La boucherie sanguinolente de l'année nous vient de Turquie, et elle vient d'arriver sur Shadowz.
Dans une salle de sport d'Istanbul, Saýara une femme de ménage immigrée, va venger la mort de sa sœur, sauvagement violée, battue et assassinée, par son amant qui est également le gérant de la salle de sport où travaille Saýara, et sa bande d'amis malfaiteurs et truands locaux.
Un vigilante movie, violent et sanguinaire, qui puise dans les tréfonds de l'âme humaine pour recracher toute sa haine et son désir de vengeance dans un déferlement de rage exacerbée, rien que ça.
On nous présente la vie pas marrante d'une jeune immigrée du Turkménistan, qui, sous sa condition de femme de ménage croyante et discrète, cache en réalité une bête de combat, entraînée dès son plus jeune âge aux arts martiaux.
Un schéma très classique, qui n'offre pas grand chose de nouveau dans l'esprit revanchard, mais qui se démarque par l'originalité de son récit, et surtout une hargne débridée et des combats à mains nues d'une rare intensité, et au moins, on va direct à l'essentiel.
Du sang, du sang et encore du sang, un beau programme pour ceux qui demandent à voir un bon défouloir, l'empathie envers le personnage principal décuplant le plaisir sadique qu'on éprouve à voir souffrir et périr un à un les tortionnaires, tous plus coupables les uns que les autres.

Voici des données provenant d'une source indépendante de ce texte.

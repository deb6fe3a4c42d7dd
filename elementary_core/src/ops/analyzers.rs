//! Analyzer nodes: `meter`, `scope`, `fft`, `capture` (spec §4.6). Each
//! passes its input through unchanged on the audio output and separately
//! accumulates readout data that `process_events` drains as control-thread
//! events — analyzers never block or allocate inside `process` itself; the
//! readout buffers are preallocated at construction.

use std::sync::Arc;

use elementary_primitives::{Name, Value};
use rustfft::num_complex::Complex32;
use rustfft::{Fft, FftPlanner};

use crate::error::ErrorCode;
use crate::node::{Event, GraphNode, NodeContext, PropertyContext, PropertyMap};

/// `meter(x)`: emits a `"meter"` event once per block carrying the block's
/// minimum and maximum sample value (spec §4.6).
pub struct MeterNode {
    pending: Option<(f32, f32)>,
    props: PropertyMap,
}
impl MeterNode {
    pub fn new() -> Self {
        Self {
            pending: None,
            props: PropertyMap::new(),
        }
    }
}
impl GraphNode for MeterNode {
    fn kind(&self) -> &'static str {
        "meter"
    }
    fn min_inputs(&self) -> usize {
        1
    }
    fn set_property(&mut self, _ctx: &PropertyContext, _key: &str, _value: &Value) -> Result<(), ErrorCode> {
        Err(ErrorCode::InvalidPropertyValue)
    }
    fn properties(&self) -> &PropertyMap {
        &self.props
    }
    fn process(&mut self, _ctx: &mut NodeContext, inputs: &[Option<&[f32]>], output: &mut [f32]) {
        let x = inputs.get(0).and_then(|o| *o).unwrap_or(&[]);
        if !x.is_empty() {
            let min = x.iter().cloned().fold(f32::INFINITY, f32::min);
            let max = x.iter().cloned().fold(f32::NEG_INFINITY, f32::max);
            self.pending = Some((min, max));
        }
        if x.len() == output.len() {
            output.copy_from_slice(x);
        } else {
            output.fill(0.0);
        }
    }
    fn process_events(&mut self, emit: &mut dyn FnMut(Event)) {
        if let Some((min, max)) = self.pending.take() {
            let mut data = std::collections::BTreeMap::new();
            data.insert(Name::from("min"), Value::Number(min as f64));
            data.insert(Name::from("max"), Value::Number(max as f64));
            emit(Event {
                kind: Name::from("meter"),
                source: None,
                data: Value::Map(data),
            });
        }
    }
    fn reset(&mut self) {
        self.pending = None;
    }
}

/// `scope(x)`: accumulates a fixed-size window of raw samples and emits a
/// `"scope"` event with the full window once it fills.
pub struct ScopeNode {
    window: Vec<f32>,
    capacity: usize,
    pending: Option<Vec<f32>>,
    props: PropertyMap,
}
impl ScopeNode {
    pub fn new(capacity: usize) -> Self {
        let mut props = PropertyMap::new();
        props.set("size", Value::Number(capacity as f64));
        Self {
            window: Vec::with_capacity(capacity),
            capacity,
            pending: None,
            props,
        }
    }
}
impl GraphNode for ScopeNode {
    fn kind(&self) -> &'static str {
        "scope"
    }
    fn min_inputs(&self) -> usize {
        1
    }
    fn set_property(&mut self, _ctx: &PropertyContext, key: &str, value: &Value) -> Result<(), ErrorCode> {
        if key != "size" {
            return Err(ErrorCode::InvalidPropertyValue);
        }
        let size = value.as_usize().ok_or(ErrorCode::InvalidPropertyType)?;
        self.capacity = size.max(1);
        self.window.clear();
        self.props.set("size", value.clone());
        Ok(())
    }
    fn properties(&self) -> &PropertyMap {
        &self.props
    }
    fn process(&mut self, _ctx: &mut NodeContext, inputs: &[Option<&[f32]>], output: &mut [f32]) {
        let x = inputs.get(0).and_then(|o| *o).unwrap_or(&[]);
        for &s in x {
            self.window.push(s);
            if self.window.len() >= self.capacity {
                self.pending = Some(std::mem::take(&mut self.window));
                self.window.reserve(self.capacity);
            }
        }
        if x.len() == output.len() {
            output.copy_from_slice(x);
        } else {
            output.fill(0.0);
        }
    }
    fn process_events(&mut self, emit: &mut dyn FnMut(Event)) {
        if let Some(window) = self.pending.take() {
            emit(Event {
                kind: Name::from("scope"),
                source: None,
                data: Value::Array(window.into_iter().map(|s| Value::Number(s as f64)).collect()),
            });
        }
    }
    fn reset(&mut self) {
        self.window.clear();
        self.pending = None;
    }
}

/// `fft(x)`: a windowed magnitude-spectrum analyzer, emitting an `"fft"`
/// event with the magnitude bins each time its input window fills.
pub struct FftNode {
    fft: Arc<dyn Fft<f32>>,
    size: usize,
    window: Vec<f32>,
    pending: Option<Vec<f32>>,
    props: PropertyMap,
}
impl FftNode {
    pub fn new(size: usize) -> Self {
        let size = size.next_power_of_two().max(64);
        let mut planner = FftPlanner::new();
        let fft = planner.plan_fft_forward(size);
        let mut props = PropertyMap::new();
        props.set("size", Value::Number(size as f64));
        Self {
            fft,
            size,
            window: Vec::with_capacity(size),
            pending: None,
            props,
        }
    }
}
impl GraphNode for FftNode {
    fn kind(&self) -> &'static str {
        "fft"
    }
    fn min_inputs(&self) -> usize {
        1
    }
    fn set_property(&mut self, _ctx: &PropertyContext, _key: &str, _value: &Value) -> Result<(), ErrorCode> {
        Err(ErrorCode::InvalidPropertyValue)
    }
    fn properties(&self) -> &PropertyMap {
        &self.props
    }
    fn process(&mut self, _ctx: &mut NodeContext, inputs: &[Option<&[f32]>], output: &mut [f32]) {
        let x = inputs.get(0).and_then(|o| *o).unwrap_or(&[]);
        for &s in x {
            self.window.push(s);
            if self.window.len() >= self.size {
                let mut spectrum: Vec<Complex32> = self.window.drain(..).map(|s| Complex32::new(s, 0.0)).collect();
                self.fft.process(&mut spectrum);
                let bins = self.size / 2 + 1;
                let magnitudes: Vec<f32> = spectrum[..bins].iter().map(|c| c.norm() / self.size as f32).collect();
                self.pending = Some(magnitudes);
            }
        }
        if x.len() == output.len() {
            output.copy_from_slice(x);
        } else {
            output.fill(0.0);
        }
    }
    fn process_events(&mut self, emit: &mut dyn FnMut(Event)) {
        if let Some(magnitudes) = self.pending.take() {
            emit(Event {
                kind: Name::from("fft"),
                source: None,
                data: Value::Array(magnitudes.into_iter().map(|m| Value::Number(m as f64)).collect()),
            });
        }
    }
    fn reset(&mut self) {
        self.window.clear();
        self.pending = None;
    }
}

/// `capture(trig, x)`: records samples into a growable buffer while input0
/// is nonzero, emitting a `"capture"` event with the full recording on the
/// falling edge.
pub struct CaptureNode {
    recording: bool,
    buffer: Vec<f32>,
    pending: Option<Vec<f32>>,
    last_trigger: f32,
    props: PropertyMap,
}
impl CaptureNode {
    pub fn new() -> Self {
        Self {
            recording: false,
            buffer: Vec::new(),
            pending: None,
            last_trigger: 0.0,
            props: PropertyMap::new(),
        }
    }
}
impl GraphNode for CaptureNode {
    fn kind(&self) -> &'static str {
        "capture"
    }
    fn min_inputs(&self) -> usize {
        2
    }
    fn set_property(&mut self, _ctx: &PropertyContext, _key: &str, _value: &Value) -> Result<(), ErrorCode> {
        Err(ErrorCode::InvalidPropertyValue)
    }
    fn properties(&self) -> &PropertyMap {
        &self.props
    }
    fn process(&mut self, ctx: &mut NodeContext, inputs: &[Option<&[f32]>], output: &mut [f32]) {
        let silence = vec![0.0f32; ctx.block_size];
        let trig = crate::node::input_or_silence(inputs, 0, &silence);
        let x = crate::node::input_or_silence(inputs, 1, &silence);
        for i in 0..output.len() {
            let on = trig[i] > 0.0;
            if on && self.last_trigger <= 0.0 {
                self.recording = true;
                self.buffer.clear();
            } else if !on && self.last_trigger > 0.0 {
                self.recording = false;
                self.pending = Some(std::mem::take(&mut self.buffer));
            }
            self.last_trigger = trig[i];
            if self.recording {
                self.buffer.push(x[i]);
            }
            output[i] = x[i];
        }
    }
    fn process_events(&mut self, emit: &mut dyn FnMut(Event)) {
        if let Some(recording) = self.pending.take() {
            emit(Event {
                kind: Name::from("capture"),
                source: None,
                data: Value::Array(recording.into_iter().map(|s| Value::Number(s as f64)).collect()),
            });
        }
    }
    fn reset(&mut self) {
        self.recording = false;
        self.buffer.clear();
        self.pending = None;
        self.last_trigger = 0.0;
    }
}

#[cfg(test)]
mod tests {
    use super::*;

    fn ctx_parts() -> (crate::log::RtLogSender, crate::resource::TapBus) {
        (crate::log::RtLogSender::non_rt(), crate::resource::TapBus::new())
    }

    #[test]
    fn meter_reports_min_and_max_per_block() {
        let mut node = MeterNode::new();
        let (mut logger, mut tap) = ctx_parts();
        let mut ctx = NodeContext::new(48_000, 4, 0, &mut logger, &mut tap);
        let x = [0.1, -0.9, 0.3, 0.2];
        let mut out = vec![0.0; 4];
        node.process(&mut ctx, &[Some(&x)], &mut out);
        let mut events = Vec::new();
        node.process_events(&mut |e| events.push(e));
        assert_eq!(events.len(), 1);
        let map = events[0].data.as_map().unwrap();
        assert!((map.get("min").unwrap().as_f64().unwrap() - (-0.9)).abs() < 1e-6);
        assert!((map.get("max").unwrap().as_f64().unwrap() - 0.3).abs() < 1e-6);
    }

    #[test]
    fn fft_emits_once_window_fills() {
        let mut node = FftNode::new(64);
        let (mut logger, mut tap) = ctx_parts();
        let mut ctx = NodeContext::new(48_000, 64, 0, &mut logger, &mut tap);
        let x: Vec<f32> = (0..64).map(|i| (i as f32 * 0.3).sin()).collect();
        let mut out = vec![0.0; 64];
        node.process(&mut ctx, &[Some(&x)], &mut out);
        let mut events = Vec::new();
        node.process_events(&mut |e| events.push(e));
        assert_eq!(events.len(), 1);
    }
}
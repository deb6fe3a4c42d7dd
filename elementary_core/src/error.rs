//! Dense numeric error codes (spec §7) and their `thiserror`-backed `Display`.
//!
//! The realtime thread never produces these: out-of-range audio-rate inputs
//! are clamped and missing inputs are zero-filled, silently, inside
//! `process`. `ErrorCode` only ever crosses the control-thread API surface.

use thiserror::Error;

/// One of the dense error codes from spec §7. `#[repr(i32)]` so a host can
/// read it straight off as the FFI-facing integer without translation.
#[derive(Debug, Clone, Copy, PartialEq, Eq, Error)]
#[repr(i32)]
pub enum ErrorCode {
    #[error("unknown node kind")]
    UnknownKind = 1,
    #[error("node not found")]
    NodeNotFound = 2,
    #[error("node already exists")]
    NodeAlreadyExists = 3,
    #[error("node kind already registered")]
    KindAlreadyRegistered = 4,
    #[error("invalid property type")]
    InvalidPropertyType = 5,
    #[error("invalid property value")]
    InvalidPropertyValue = 6,
    #[error("invariant violation")]
    InvariantViolation = 7,
    #[error("invalid instruction format")]
    InvalidInstructionFormat = 8,
}

impl ErrorCode {
    /// The numeric code as specified in spec §7. `Ok` (0) has no variant here
    /// since fallible runtime calls return `Result<(), ErrorCode>` instead of
    /// a bare integer; callers that need the literal wire code can use
    /// [`ErrorCode::code`] together with `0` for success.
    pub fn code(self) -> i32 {
        self as i32
    }
}

/// Convert a `Result<(), ErrorCode>` into the dense integer the wire API
/// (spec §6.2) returns: `0` on success, the error's code otherwise.
pub fn result_to_wire_code(result: Result<(), ErrorCode>) -> i32 {
    match result {
        Ok(()) => 0,
        Err(e) => e.code(),
    }
}
//! Read-only host observability, mirroring `knaster_graph::inspection`'s role
//! of exposing graph-shape counters without letting a host mutate anything.

/// A point-in-time snapshot of runtime counters (spec §5 "Supplemented
/// features"). Cheap to compute; never touches the audio thread's state.
#[derive(Debug, Clone, Copy, PartialEq, Eq)]
pub struct Diagnostics {
    /// Nodes currently alive (excludes garbage-table entries awaiting prune).
    pub nodes_live: usize,
    /// Nodes logically deleted but still physically retained because a
    /// compiled render sequence still references them.
    pub garbage_pending: usize,
    /// Total render sequences compiled since construction (one per
    /// `COMMIT_UPDATES`, not one per instruction batch).
    pub render_sequences_compiled: u64,
}
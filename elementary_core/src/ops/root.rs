//! `root`: the gain-faded output sink every render root resolves to (spec
//! §4.3, §4.7). Holds `active`, `channel`, `targetGain`, and `currentGain`;
//! `currentGain` slews toward `targetGain` at 20 gain-units/second
//! (`SPEC_FULL.md`'s resolution of the spec's unspecified fade slope),
//! enough to mute a root out over the 50ms the garbage collector gives a
//! fading-out render sequence before it's pruned.

use elementary_primitives::Value;

use crate::error::ErrorCode;
use crate::node::{input_or_silence, Event, GraphNode, NodeContext, PropertyContext, PropertyMap};

const SLEW_PER_SECOND: f64 = 20.0;

pub struct RootNode {
    active: bool,
    channel: usize,
    target_gain: f32,
    current_gain: f32,
    props: PropertyMap,
}
impl RootNode {
    pub fn new() -> Self {
        let mut props = PropertyMap::new();
        props.set("active", Value::Bool(true));
        props.set("channel", Value::Number(0.0));
        props.set("targetGain", Value::Number(1.0));
        Self {
            active: true,
            channel: 0,
            target_gain: 1.0,
            current_gain: 1.0,
            props,
        }
    }

    pub fn is_active(&self) -> bool {
        self.active
    }

    pub fn is_silent(&self) -> bool {
        !self.active && self.current_gain <= 1e-6
    }

    pub fn channel(&self) -> usize {
        self.channel
    }

    pub fn current_gain(&self) -> f32 {
        self.current_gain
    }
}
impl GraphNode for RootNode {
    fn kind(&self) -> &'static str {
        "root"
    }
    fn min_inputs(&self) -> usize {
        1
    }
    fn set_property(&mut self, _ctx: &PropertyContext, key: &str, value: &Value) -> Result<(), ErrorCode> {
        match key {
            "active" => {
                let active = value.as_bool().ok_or(ErrorCode::InvalidPropertyType)?;
                self.active = active;
                self.target_gain = if active { 1.0 } else { 0.0 };
                self.props.set("active", value.clone());
                Ok(())
            }
            "channel" => {
                let channel = value.as_usize().ok_or(ErrorCode::InvalidPropertyType)?;
                self.channel = channel;
                self.props.set("channel", value.clone());
                Ok(())
            }
            "targetGain" => {
                let gain = value.as_f32().ok_or(ErrorCode::InvalidPropertyType)?;
                self.target_gain = gain;
                self.props.set("targetGain", value.clone());
                Ok(())
            }
            _ => Err(ErrorCode::InvalidPropertyValue),
        }
    }
    fn properties(&self) -> &PropertyMap {
        &self.props
    }
    fn process(&mut self, ctx: &mut NodeContext, inputs: &[Option<&[f32]>], output: &mut [f32]) {
        let silence = vec![0.0f32; ctx.block_size];
        let x = input_or_silence(inputs, 0, &silence);
        let step = (SLEW_PER_SECOND / ctx.sample_rate as f64) as f32;
        for i in 0..output.len() {
            if self.current_gain < self.target_gain {
                self.current_gain = (self.current_gain + step).min(self.target_gain);
            } else if self.current_gain > self.target_gain {
                self.current_gain = (self.current_gain - step).max(self.target_gain);
            }
            output[i] = x[i] * self.current_gain;
        }
        self.props.set("currentGain", Value::Number(self.current_gain as f64));
    }
    fn process_events(&mut self, _emit: &mut dyn FnMut(Event)) {}
    fn reset(&mut self) {
        self.current_gain = self.target_gain;
    }
    fn root_state(&self) -> Option<(bool, bool)> {
        Some((self.active, self.is_silent()))
    }
}

#[cfg(test)]
mod tests {
    use super::*;

    #[test]
    fn fade_out_decays_monotonically_to_zero() {
        let mut node = RootNode::new();
        let resources = crate::resource::SharedResourceMap::new();
        let pctx = PropertyContext {
            sample_rate: 48_000,
            block_size: 48_000,
            resources: &resources,
        };
        node.set_property(&pctx, "active", &Value::Bool(false)).unwrap();
        let mut logger = crate::log::RtLogSender::non_rt();
        let mut tap = crate::resource::TapBus::new();
        let mut ctx = NodeContext::new(48_000, 48_000, 0, &mut logger, &mut tap);
        let x = vec![1.0f32; 48_000];
        let mut out = vec![0.0; 48_000];
        node.process(&mut ctx, &[Some(&x)], &mut out);
        let mut prev = f32::INFINITY;
        for sample in &out {
            assert!(*sample <= prev + 1e-6);
            prev = *sample;
        }
        assert!(out[out.len() - 1].abs() < 1e-5);
    }
}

Même si l'action met un certain temps à ce mettre en place, notamment avec certains passages pas forcément nécessaires, l'exposition est un poil laborieuse, on ne va pas bouder une telle démonstration de violence outrancière dans la seconde moitié du film.
Ça castagne dans tous les sens, c'est tendu et bien rythmé une fois le mode "vengeance" enclenché, et les scènes de pugilat bien que démonstratives, restent cohérentes et assez réalistes, ce qui compense un peu un scénario classique, et évite de tomber dans un plagiat de film d'action bête et couillu.
Le propos radical, pessimiste du film est appuyé par une photographie sombre qui renforce l'inconfort du spectateur.
Un film âpre et généreux qui ravira les amateurs du genre, si vous avez apprécié autant RAMBO, qu'IRREVERSIBLE, et que vous êtes déjà nostalgiques de l'hémoglobine déversée dans le PROJET WOLF HUNTING, regardez SAÝARA, vous ne serez pas déçus.